# Basic Projectile Physics

1. Aug 26, 2007

### Blommestein

I'm trying to simulate a projectile launch like this ( http://galileo.phys.virginia.edu/classes/109N/more_stuff/Applets/ProjectileMotion/jarapplet.html ). I googled but the results aren't specific.
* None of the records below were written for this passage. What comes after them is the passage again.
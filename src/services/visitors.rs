//! Visitor check-in, check-out and edit flows

use chrono::{DateTime, Utc};
use once_cell::sync::Lazy;
use regex::Regex;
use uuid::Uuid;
use validator::Validate;

use crate::{
    error::{AppError, AppResult},
    models::{
        enums::VisitorType,
        visitor::{
            CheckInVisitor, UpdateVisitor, Visitor, VisitorFilter, VisitorPatch, NOT_AVAILABLE,
        },
    },
    repository::{Repository, VisitorSubscription},
};

use super::search;

/// Digits with optional leading `+` and space, dash or dot separators
static PHONE_RE: Lazy<Regex> =
    Lazy::new(|| Regex::new(r"^\+?[0-9][0-9 .\-]{5,18}[0-9]$").expect("valid phone regex"));

#[derive(Clone)]
pub struct VisitorsService {
    repository: Repository,
}

impl VisitorsService {
    pub fn new(repository: Repository) -> Self {
        Self { repository }
    }

    /// Get a visitor by ID
    pub async fn get(&self, id: &str) -> AppResult<Visitor> {
        self.repository.visitors.get(id).await
    }

    /// List visitors matching the filter
    pub async fn list(&self, filter: VisitorFilter) -> AppResult<Vec<Visitor>> {
        self.repository.visitors.list(filter).await
    }

    /// Search the full matching list with a free-text query
    pub async fn search(&self, query: &str, filter: VisitorFilter) -> AppResult<Vec<Visitor>> {
        let visitors = self.repository.visitors.list(filter).await?;
        Ok(search::filter_owned(query, visitors))
    }

    /// Observe visitors matching the filter. Drop the subscription to release it.
    pub async fn subscribe(&self, filter: VisitorFilter) -> AppResult<VisitorSubscription> {
        self.repository.visitors.subscribe(filter).await
    }

    /// Register a new arrival
    pub async fn check_in(&self, form: CheckInVisitor, now: DateTime<Utc>) -> AppResult<Visitor> {
        form.validate()?;
        validate_phone(&form.phone_number)?;

        let ref_number = clean(form.ref_number);
        match (form.visitor_type, &ref_number) {
            (VisitorType::Vehicle, None) => {
                return Err(AppError::Validation(
                    "Vehicle registration number is required for vehicle visitors".to_string(),
                ))
            }
            (VisitorType::Foot, Some(_)) => {
                return Err(AppError::Validation(
                    "Foot visitors cannot have a vehicle registration number".to_string(),
                ))
            }
            _ => {}
        }

        let tag_number = clean(form.tag_number);
        match (&tag_number, form.tag_not_given) {
            (Some(_), true) => {
                return Err(AppError::Validation(
                    "A tag number was given but the visitor is marked as having no tag".to_string(),
                ))
            }
            (None, false) => {
                return Err(AppError::Validation(
                    "Enter a tag number or mark the tag as not given".to_string(),
                ))
            }
            _ => {}
        }

        let visitor = Visitor {
            id: Uuid::new_v4().to_string(),
            visitor_name: form.visitor_name.trim().to_string(),
            phone_number: form.phone_number.trim().to_string(),
            id_number: form.id_number.trim().to_string(),
            residence: form.residence.trim().to_string(),
            institution_occupation: form.institution_occupation.trim().to_string(),
            purpose_of_visit: form.purpose_of_visit.trim().to_string(),
            gender: form.gender,
            visitor_type: form.visitor_type,
            ref_number,
            tag_number,
            tag_not_given: form.tag_not_given,
            time_in: now,
            time_out: None,
            is_checked_out: false,
        };

        let visitor = self.repository.visitors.create(visitor).await?;
        tracing::info!("Checked in visitor {} ({})", visitor.id, visitor.visitor_type);
        Ok(visitor)
    }

    /// Record a departure. A visitor can only be checked out once; the
    /// store rejects a second check-out with a conflict.
    pub async fn check_out(&self, id: &str, now: DateTime<Utc>) -> AppResult<Visitor> {
        let visitor = self.repository.visitors.check_out(id, now).await?;
        if now < visitor.time_in {
            tracing::warn!("Check-out time for visitor {} precedes check-in, clock skew?", id);
        }
        tracing::info!("Checked out visitor {}", visitor.id);
        Ok(visitor)
    }

    /// Edit the non-identity fields of a record
    pub async fn update(&self, id: &str, form: UpdateVisitor) -> AppResult<Visitor> {
        form.validate()?;
        if let Some(phone) = &form.phone_number {
            validate_phone(phone)?;
        }

        let current = self.repository.visitors.get(id).await?;
        let patch = build_patch(&current, form)?;
        if patch.is_empty() {
            return Err(AppError::Validation("No fields to update".to_string()));
        }

        let visitor = self.repository.visitors.update(id, patch).await?;
        tracing::info!("Updated visitor {}", visitor.id);
        Ok(visitor)
    }
}

fn validate_phone(phone: &str) -> AppResult<()> {
    if PHONE_RE.is_match(phone.trim()) {
        Ok(())
    } else {
        Err(AppError::Validation(format!("Invalid phone number: {}", phone)))
    }
}

/// Trim, and map empty strings and the "N/A" placeholder to `None`
fn clean(value: Option<String>) -> Option<String> {
    value
        .map(|v| v.trim().to_string())
        .filter(|v| !v.is_empty() && v != NOT_AVAILABLE)
}

/// Turn an edit form into a patch, keeping the tag and plate invariants
fn build_patch(current: &Visitor, form: UpdateVisitor) -> AppResult<VisitorPatch> {
    let trimmed = |v: Option<String>| v.map(|s| s.trim().to_string());

    let mut patch = VisitorPatch {
        visitor_name: trimmed(form.visitor_name),
        phone_number: trimmed(form.phone_number),
        residence: trimmed(form.residence),
        institution_occupation: trimmed(form.institution_occupation),
        purpose_of_visit: trimmed(form.purpose_of_visit),
        gender: form.gender.map(Some),
        ..Default::default()
    };

    if let Some(plate) = form.ref_number {
        let plate = clean(Some(plate));
        match (current.visitor_type, plate.is_some()) {
            (VisitorType::Foot, true) => {
                return Err(AppError::Validation(
                    "Foot visitors cannot have a vehicle registration number".to_string(),
                ))
            }
            (VisitorType::Vehicle, false) => {
                return Err(AppError::Validation(
                    "Vehicle registration number cannot be removed".to_string(),
                ))
            }
            _ => patch.ref_number = Some(plate),
        }
    }

    let tag = form.tag_number.map(|t| clean(Some(t)));
    match (tag, form.tag_not_given) {
        (Some(Some(_)), Some(true)) => {
            return Err(AppError::Validation(
                "A tag number was given but the visitor is marked as having no tag".to_string(),
            ))
        }
        (Some(Some(tag)), _) => {
            patch.tag_number = Some(Some(tag));
            patch.tag_not_given = Some(false);
        }
        (_, Some(true)) => {
            patch.tag_number = Some(None);
            patch.tag_not_given = Some(true);
        }
        (Some(None), _) | (None, Some(false)) => {
            return Err(AppError::Validation(
                "Enter a tag number or mark the tag as not given".to_string(),
            ))
        }
        (None, None) => {}
    }

    Ok(patch)
}
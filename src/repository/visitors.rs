//! Visitors repository: the document-store seam and its in-memory backend

use std::path::Path;
use std::sync::Arc;

use async_trait::async_trait;
use chrono::{DateTime, Utc};
use indexmap::IndexMap;
use serde_json::Value;
use tokio::sync::{watch, RwLock};
use tokio_stream::{wrappers::WatchStream, Stream, StreamExt};

use crate::{
    error::{AppError, AppResult},
    models::visitor::{Visitor, VisitorFilter, VisitorPatch},
};

/// Document store holding visitor records, keyed by visitor ID
#[cfg_attr(test, mockall::automock)]
#[async_trait]
pub trait VisitorStore: Send + Sync {
    /// Get a visitor by ID
    async fn get(&self, id: &str) -> AppResult<Visitor>;

    /// List visitors matching the filter, in insertion order
    async fn list(&self, filter: VisitorFilter) -> AppResult<Vec<Visitor>>;

    /// Create a new record. Fails with a conflict if the ID is taken.
    async fn create(&self, visitor: Visitor) -> AppResult<Visitor>;

    /// Apply a partial update and return the updated record. A patch that
    /// sets the time out of a checked-out record is a conflict.
    async fn update(&self, id: &str, patch: VisitorPatch) -> AppResult<Visitor>;

    /// Record a departure at `at`. Conflict if the visitor has already left.
    async fn check_out(&self, id: &str, at: DateTime<Utc>) -> AppResult<Visitor>;

    /// Observe all records matching the filter
    async fn subscribe(&self, filter: VisitorFilter) -> AppResult<VisitorSubscription>;
}

/// Live query over the store. Dropping it releases the subscription.
pub struct VisitorSubscription {
    filter: VisitorFilter,
    rx: watch::Receiver<Arc<Vec<Visitor>>>,
}

impl VisitorSubscription {
    pub fn new(filter: VisitorFilter, rx: watch::Receiver<Arc<Vec<Visitor>>>) -> Self {
        Self { filter, rx }
    }

    pub fn filter(&self) -> VisitorFilter {
        self.filter
    }

    /// Current matching set
    pub fn current(&self) -> Vec<Visitor> {
        select(&self.rx.borrow(), self.filter)
    }

    /// Wait for the next change and return the new matching set.
    /// Returns `None` once the store has gone away.
    pub async fn changed(&mut self) -> Option<Vec<Visitor>> {
        self.rx.changed().await.ok()?;
        Some(select(&self.rx.borrow_and_update(), self.filter))
    }

    /// Stream of matching sets, starting with the current one
    pub fn into_stream(self) -> impl Stream<Item = Vec<Visitor>> + Send + 'static {
        let filter = self.filter;
        WatchStream::new(self.rx).map(move |snapshot| select(&snapshot, filter))
    }
}

fn already_checked_out(id: &str) -> AppError {
    AppError::Conflict(format!("Visitor with id {} is already checked out", id))
}

fn select(snapshot: &[Visitor], filter: VisitorFilter) -> Vec<Visitor> {
    snapshot.iter().filter(|v| filter.matches(v)).cloned().collect()
}

/// In-memory store publishing a full snapshot to subscribers on every write
pub struct MemoryVisitorStore {
    records: RwLock<IndexMap<String, Visitor>>,
    updates: watch::Sender<Arc<Vec<Visitor>>>,
}

impl Default for MemoryVisitorStore {
    fn default() -> Self {
        Self::with_records(IndexMap::new())
    }
}

impl MemoryVisitorStore {
    fn with_records(records: IndexMap<String, Visitor>) -> Self {
        let snapshot: Arc<Vec<Visitor>> = Arc::new(records.values().cloned().collect());
        let (updates, _) = watch::channel(snapshot);
        Self {
            records: RwLock::new(records),
            updates,
        }
    }

    /// Build a store from raw backend documents. Each document carries its
    /// key in an `id` field; documents without one, or that are not objects,
    /// are skipped.
    pub fn from_documents(documents: impl IntoIterator<Item = Value>, now: DateTime<Utc>) -> Self {
        let mut records = IndexMap::new();
        for doc in documents {
            let Some(id) = doc.get("id").and_then(Value::as_str).map(str::to_string) else {
                tracing::warn!("Skipping visitor document without id");
                continue;
            };
            match Visitor::from_document(id.clone(), &doc, now) {
                Ok(visitor) => {
                    records.insert(id, visitor);
                }
                Err(e) => tracing::warn!("Skipping visitor document {}: {}", id, e),
            }
        }
        Self::with_records(records)
    }

    /// Load documents from a JSON file holding either an array of documents
    /// or an object keyed by document ID
    pub async fn load_seed_file(path: impl AsRef<Path>, now: DateTime<Utc>) -> AppResult<Self> {
        let path = path.as_ref();
        let raw = tokio::fs::read_to_string(path)
            .await
            .map_err(|e| AppError::Store(format!("Failed to read {}: {}", path.display(), e)))?;
        let value: Value = serde_json::from_str(&raw)?;

        let documents: Vec<Value> = match value {
            Value::Array(docs) => docs,
            Value::Object(map) => map
                .into_iter()
                .map(|(id, mut doc)| {
                    if let Value::Object(fields) = &mut doc {
                        fields.entry("id").or_insert(Value::String(id));
                    }
                    doc
                })
                .collect(),
            _ => {
                return Err(AppError::Validation(
                    "Seed file must contain an array or an object of documents".to_string(),
                ))
            }
        };

        let store = Self::from_documents(documents, now);
        tracing::info!(
            "Seeded {} visitors from {}",
            store.records.read().await.len(),
            path.display()
        );
        Ok(store)
    }

    /// Number of live subscriptions
    pub fn subscriber_count(&self) -> usize {
        self.updates.receiver_count()
    }

    fn publish(&self, records: &IndexMap<String, Visitor>) {
        self.updates
            .send_replace(Arc::new(records.values().cloned().collect()));
    }
}

#[async_trait]
impl VisitorStore for MemoryVisitorStore {
    async fn get(&self, id: &str) -> AppResult<Visitor> {
        self.records
            .read()
            .await
            .get(id)
            .cloned()
            .ok_or_else(|| AppError::NotFound(format!("Visitor with id {} not found", id)))
    }

    async fn list(&self, filter: VisitorFilter) -> AppResult<Vec<Visitor>> {
        let records = self.records.read().await;
        Ok(records.values().filter(|v| filter.matches(v)).cloned().collect())
    }

    async fn create(&self, visitor: Visitor) -> AppResult<Visitor> {
        let mut records = self.records.write().await;
        if records.contains_key(&visitor.id) {
            return Err(AppError::Conflict(format!(
                "Visitor with id {} already exists",
                visitor.id
            )));
        }
        records.insert(visitor.id.clone(), visitor.clone());
        self.publish(&records);
        Ok(visitor)
    }

    async fn update(&self, id: &str, patch: VisitorPatch) -> AppResult<Visitor> {
        let mut records = self.records.write().await;
        let visitor = records
            .get_mut(id)
            .ok_or_else(|| AppError::NotFound(format!("Visitor with id {} not found", id)))?;
        if patch.time_out.is_some() && visitor.is_checked_out {
            return Err(already_checked_out(id));
        }
        visitor.apply(&patch);
        let updated = visitor.clone();
        self.publish(&records);
        Ok(updated)
    }

    async fn check_out(&self, id: &str, at: DateTime<Utc>) -> AppResult<Visitor> {
        self.update(id, VisitorPatch::check_out(at)).await
    }

    async fn subscribe(&self, filter: VisitorFilter) -> AppResult<VisitorSubscription> {
        Ok(VisitorSubscription::new(filter, self.updates.subscribe()))
    }
}
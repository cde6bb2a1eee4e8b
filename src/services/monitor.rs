//! Live alert monitor.
//!
//! Holds a subscription to the checked-in visitors and re-evaluates the
//! alert report whenever the set changes and on every refresh tick, since
//! elapsed hours grow even when no record does.

use std::future::Future;
use std::time::Duration;

use chrono::Utc;
use tokio::sync::watch;
use tokio::time::MissedTickBehavior;

use crate::{
    error::AppResult,
    models::{
        alert::{AlertReport, AlertSummary},
        visitor::VisitorFilter,
    },
    repository::Repository,
};

use super::alerts::AlertPolicy;

pub struct AlertMonitor {
    repository: Repository,
    policy: AlertPolicy,
    refresh: Duration,
    reports: watch::Sender<AlertReport>,
}

impl AlertMonitor {
    pub fn new(repository: Repository, policy: AlertPolicy, refresh: Duration) -> Self {
        let (reports, _) = watch::channel(policy.report(&[], Utc::now()));
        Self {
            repository,
            policy,
            refresh,
            reports,
        }
    }

    /// Receiver for published reports
    pub fn reports(&self) -> watch::Receiver<AlertReport> {
        self.reports.subscribe()
    }

    /// Run until `shutdown` resolves or the store goes away. The store
    /// subscription is released on return.
    pub async fn run(self, shutdown: impl Future<Output = ()>) -> AppResult<()> {
        let mut subscription = self
            .repository
            .visitors
            .subscribe(VisitorFilter::CheckedIn)
            .await?;
        let mut visitors = subscription.current();

        let mut ticker = tokio::time::interval(self.refresh);
        ticker.set_missed_tick_behavior(MissedTickBehavior::Delay);
        tokio::pin!(shutdown);

        tracing::info!(
            "Alert monitor started, refreshing every {}s",
            self.refresh.as_secs()
        );

        let mut last: Option<AlertSummary> = None;
        loop {
            tokio::select! {
                _ = &mut shutdown => break,
                _ = ticker.tick() => {}
                changed = subscription.changed() => match changed {
                    Some(current) => visitors = current,
                    None => {
                        tracing::warn!("Visitor store closed, stopping alert monitor");
                        break;
                    }
                },
            }

            let report = self.policy.report(&visitors, Utc::now());
            tracing::debug!(
                "Recomputed alerts over {} checked-in visitors",
                visitors.len()
            );
            if last != Some(report.summary) {
                log_summary(&report.summary);
                last = Some(report.summary);
            }
            self.reports.send_replace(report);
        }

        tracing::info!("Alert monitor stopped");
        Ok(())
    }
}

fn log_summary(summary: &AlertSummary) {
    if summary.critical > 0 {
        tracing::warn!(
            "{} overdue visitors ({} critical, {} high, {} medium)",
            summary.total,
            summary.critical,
            summary.high,
            summary.medium
        );
    } else {
        tracing::info!(
            "{} overdue visitors ({} high, {} medium)",
            summary.total,
            summary.high,
            summary.medium
        );
    }
}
What would you set the x and y of an object when time ( t ) is updated, assuming you have these vars:

* angle ( a )
* velocity ( v )
* x0 ( initial x )
* y0 (initial y)
* Not sure if necessary, but if so gravity (g)

_____________________

Also, given a projectile at its initial position'(x0, y0) and angle 'a', how can I solve for the velocity (v) to make it pass through a point (x, y)?

Thanks.

2. Aug 26, 2007

### hotvette

3. Aug 26, 2007

### rootX

you need to know vectors, in order to make those like simulations.
you making it in java?!
I would be interested working *against* you! -- don't have anything else to do

Last edited: Aug 26, 2007
4. Aug 26, 2007

### Blommestein

Thanks for the link. This is for computer programming by the way, not a physics course. :)

So is this it then?

x = vel*cos(θ)*t
y = -½ g*t^2 + vel*sin(θ)*t

Any idea of a formula for finding the second part?

Thanks!
Thanks for the offer, but I just need to find this one thing and then apply it to a bigger school project I am working on. :)

5. Aug 26, 2007

### rootX

Last edited: Aug 26, 2007
6. Aug 26, 2007

### rootX

for the second part, you need to solve your parabolic equation, i guess.

so make it like y=..x

and then solve it

7. Aug 26, 2007

### Blommestein

Don't have time to open your project right now, but Ill take a look at it later.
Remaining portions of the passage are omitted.